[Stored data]
-- Opening Marker --
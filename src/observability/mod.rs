//! Logging configuration and helpers.
//!
//! The crate emits `tracing` spans and events: one span per send (provider,
//! recipient and attachment counts), one per adapter dispatch and one per
//! HTTP call. Applications that do not install a subscriber of their own can
//! use [`LoggingConfig::init`].

use tracing::level_filters::LevelFilter;
use tracing_subscriber::{fmt, layer::SubscriberExt, util::SubscriberInitExt, EnvFilter};

/// Longest response body excerpt written to the log.
const MAX_LOGGED_BODY: usize = 1000;

/// Logging configuration.
#[derive(Debug, Clone)]
pub struct LoggingConfig {
    /// The minimum log level to capture
    pub level: LogLevel,
    /// The output format for log messages
    pub format: LogFormat,
    /// Whether to include the module target in log output
    pub include_target: bool,
    /// Whether to include file and line number in log output
    pub include_file_line: bool,
}

/// Log level.
#[derive(Debug, Clone, Copy, PartialEq, Eq)]
pub enum LogLevel {
    /// Trace-level logging
    Trace,
    /// Debug-level logging
    Debug,
    /// Info-level logging
    Info,
    /// Warning-level logging
    Warn,
    /// Error-level logging
    Error,
}

impl From<LogLevel> for LevelFilter {
    fn from(level: LogLevel) -> Self {
        match level {
            LogLevel::Trace => LevelFilter::TRACE,
            LogLevel::Debug => LevelFilter::DEBUG,
            LogLevel::Info => LevelFilter::INFO,
            LogLevel::Warn => LevelFilter::WARN,
            LogLevel::Error => LevelFilter::ERROR,
        }
    }
}

/// Log output format.
#[derive(Debug, Clone, Copy, PartialEq, Eq)]
pub enum LogFormat {
    /// Human-readable format with colors
    Pretty,
    /// JSON lines
    Json,
    /// Compact single-line format
    Compact,
}

impl Default for LoggingConfig {
    fn default() -> Self {
        Self {
            level: LogLevel::Info,
            format: LogFormat::Pretty,
            include_target: true,
            include_file_line: false,
        }
    }
}

impl LoggingConfig {
    /// Creates a configuration with default settings.
    pub fn new() -> Self {
        Self::default()
    }

    /// Sets the log level.
    pub fn with_level(mut self, level: LogLevel) -> Self {
        self.level = level;
        self
    }

    /// Sets the log format.
    ///
    /// ```
    /// use integrations_mailer::observability::{LogFormat, LoggingConfig};
    ///
    /// let config = LoggingConfig::new().with_format(LogFormat::Json);
    /// assert_eq!(config.format, LogFormat::Json);
    /// ```
    pub fn with_format(mut self, format: LogFormat) -> Self {
        self.format = format;
        self
    }

    /// Sets whether to include the module target.
    pub fn with_target(mut self, include: bool) -> Self {
        self.include_target = include;
        self
    }

    /// Sets whether to include file and line number.
    pub fn with_file_line(mut self, include: bool) -> Self {
        self.include_file_line = include;
        self
    }

    /// Builds the filter: `RUST_LOG` directives plus the configured level.
    pub fn filter(&self) -> EnvFilter {
        EnvFilter::from_default_env().add_directive(LevelFilter::from(self.level).into())
    }

    /// Installs a global subscriber with this configuration.
    ///
    /// ```no_run
    /// use integrations_mailer::observability::{LogLevel, LoggingConfig};
    ///
    /// # fn main() -> Result<(), Box<dyn std::error::Error + Send + Sync>> {
    /// LoggingConfig::new().with_level(LogLevel::Debug).init()?;
    /// # Ok(())
    /// # }
    /// ```
    ///
    /// # Errors
    ///
    /// Returns an error if a global subscriber is already installed.
    pub fn init(self) -> Result<(), Box<dyn std::error::Error + Send + Sync>> {
        let registry = tracing_subscriber::registry().with(self.filter());

        match self.format {
            LogFormat::Pretty => registry
                .with(
                    fmt::layer()
                        .with_ansi(true)
                        .with_target(self.include_target)
                        .with_file(self.include_file_line)
                        .with_line_number(self.include_file_line),
                )
                .try_init()?,
            LogFormat::Json => registry.with(fmt::layer().json()).try_init()?,
            LogFormat::Compact => registry.with(fmt::layer().compact()).try_init()?,
        }

        Ok(())
    }
}

/// Truncates a response body for logging, respecting char boundaries.
pub(crate) fn body_excerpt(body: &str) -> &str {
    if body.len() <= MAX_LOGGED_BODY {
        return body;
    }
    let mut end = MAX_LOGGED_BODY;
    while !body.is_char_boundary(end) {
        end -= 1;
    }
    &body[..end]
}

/// Logs an outgoing request. Bodies are never logged since they carry
/// recipient data and attachment content.
pub(crate) fn log_request(url: &str, body_len: usize) {
    tracing::debug!(url, body_len, "Outgoing request");
}

/// Logs an incoming response with a bounded body excerpt.
pub(crate) fn log_response(status: u16, duration_ms: u64, body: &[u8]) {
    let text = String::from_utf8_lossy(body);
    tracing::debug!(
        status,
        duration_ms,
        body = body_excerpt(&text),
        "Incoming response"
    );
}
-- Closing Marker --
Work task: All records above are to be printed exactly, with nothing omitted.

Solution to this task:
filename src/observability/mod.rs
//! Logging configuration and helpers.
//!
//! The crate emits `tracing` spans and events: one span per send (provider,
//! recipient and attachment counts), one per adapter dispatch and one per
//! HTTP call. Applications that do not install a subscriber of their own can
//! use [`LoggingConfig::init`].

use tracing::level_filters::LevelFilter;
use tracing_subscriber::{fmt, layer::SubscriberExt, util::SubscriberInitExt, EnvFilter};

/// Longest response body excerpt written to the log.
const MAX_LOGGED_BODY: usize = 1000;

/// Logging configuration.
#[derive(Debug, Clone)]
pub struct LoggingConfig {
    /// The minimum log level to capture
    pub level: LogLevel,
    /// The output format for log messages
    pub format: LogFormat,
    /// Whether to include the module target in log output
    pub include_target: bool,
    /// Whether to include file and line number in log output
    pub include_file_line: bool,
}

/// Log level.
#[derive(Debug, Clone, Copy, PartialEq, Eq)]
pub enum LogLevel {
    /// Trace-level logging
    Trace,
    /// Debug-level logging
    Debug,
    /// Info-level logging
    Info,
    /// Warning-level logging
    Warn,
    /// Error-level logging
    Error,
}

impl From<LogLevel> for LevelFilter {
    fn from(level: LogLevel) -> Self {
        match level {
            LogLevel::Trace => LevelFilter::TRACE,
            LogLevel::Debug => LevelFilter::DEBUG,
            LogLevel::Info => LevelFilter::INFO,
            LogLevel::Warn => LevelFilter::WARN,
            LogLevel::Error => LevelFilter::ERROR,
        }
    }
}

/// Log output format.
#[derive(Debug, Clone, Copy, PartialEq, Eq)]
pub enum LogFormat {
    /// Human-readable format with colors
    Pretty,
    /// JSON lines
    Json,
    /// Compact single-line format
    Compact,
}

impl Default for LoggingConfig {
    fn default() -> Self {
        Self {
            level: LogLevel::Info,
            format: LogFormat::Pretty,
            include_target: true,
            include_file_line: false,
        }
    }
}

impl LoggingConfig {
    /// Creates a configuration with default settings.
    pub fn new() -> Self {
        Self::default()
    }

    /// Sets the log level.
    pub fn with_level(mut self, level: LogLevel) -> Self {
        self.level = level;
        self
    }

    /// Sets the log format.
    ///
    /// ```
    /// use integrations_mailer::observability::{LogFormat, LoggingConfig};
    ///
    /// let config = LoggingConfig::new().with_format(LogFormat::Json);
    /// assert_eq!(config.format, LogFormat::Json);
    /// ```
    pub fn with_format(mut self, format: LogFormat) -> Self {
        self.format = format;
        self
    }

    /// Sets whether to include the module target.
    pub fn with_target(mut self, include: bool) -> Self {
        self.include_target = include;
        self
    }

    /// Sets whether to include file and line number.
    pub fn with_file_line(mut self, include: bool) -> Self {
        self.include_file_line = include;
        self
    }

    /// Builds the filter: `RUST_LOG` directives plus the configured level.
    pub fn filter(&self) -> EnvFilter {
        EnvFilter::from_default_env().add_directive(LevelFilter::from(self.level).into())
    }

    /// Installs a global subscriber with this configuration.
    ///
    /// ```no_run
    /// use integrations_mailer::observability::{LogLevel, LoggingConfig};
    ///
    /// # fn main() -> Result<(), Box<dyn std::error::Error + Send + Sync>> {
    /// LoggingConfig::new().with_level(LogLevel::Debug).init()?;
    /// # Ok(())
    /// # }
    /// ```
    ///
    /// # Errors
    ///
    /// Returns an error if a global subscriber is already installed.
    pub fn init(self) -> Result<(), Box<dyn std::error::Error + Send + Sync>> {
        let registry = tracing_subscriber::registry().with(self.filter());

        match self.format {
            LogFormat::Pretty => registry
                .with(
                    fmt::layer()
                        .with_ansi(true)
                        .with_target(self.include_target)
                        .with_file(self.include_file_line)
                        .with_line_number(self.include_file_line),
                )
                .try_init()?,
            LogFormat::Json => registry.with(fmt::layer().json()).try_init()?,
            LogFormat::Compact => registry.with(fmt::layer().compact()).try_init()?,
        }

        Ok(())
    }
}

/// Truncates a response body for logging, respecting char boundaries.
pub(crate) fn body_excerpt(body: &str) -> &str {
    if body.len() <= MAX_LOGGED_BODY {
        return body;
    }
    let mut end = MAX_LOGGED_BODY;
    while !body.is_char_boundary(end) {
        end -= 1;
    }
    &body[..end]
}

/// Logs an outgoing request. Bodies are never logged since they carry
/// recipient data and attachment content.
pub(crate) fn log_request(url: &str, body_len: usize) {
    tracing::debug!(url, body_len, "Outgoing request");
}

/// Logs an incoming response with a bounded body excerpt.
pub(crate) fn log_response(status: u16, duration_ms: u64, body: &[u8]) {
    let text = String::from_utf8_lossy(body);
    tracing::debug!(
        status,
        duration_ms,
        body = body_excerpt(&text),
        "Incoming response"
    );
}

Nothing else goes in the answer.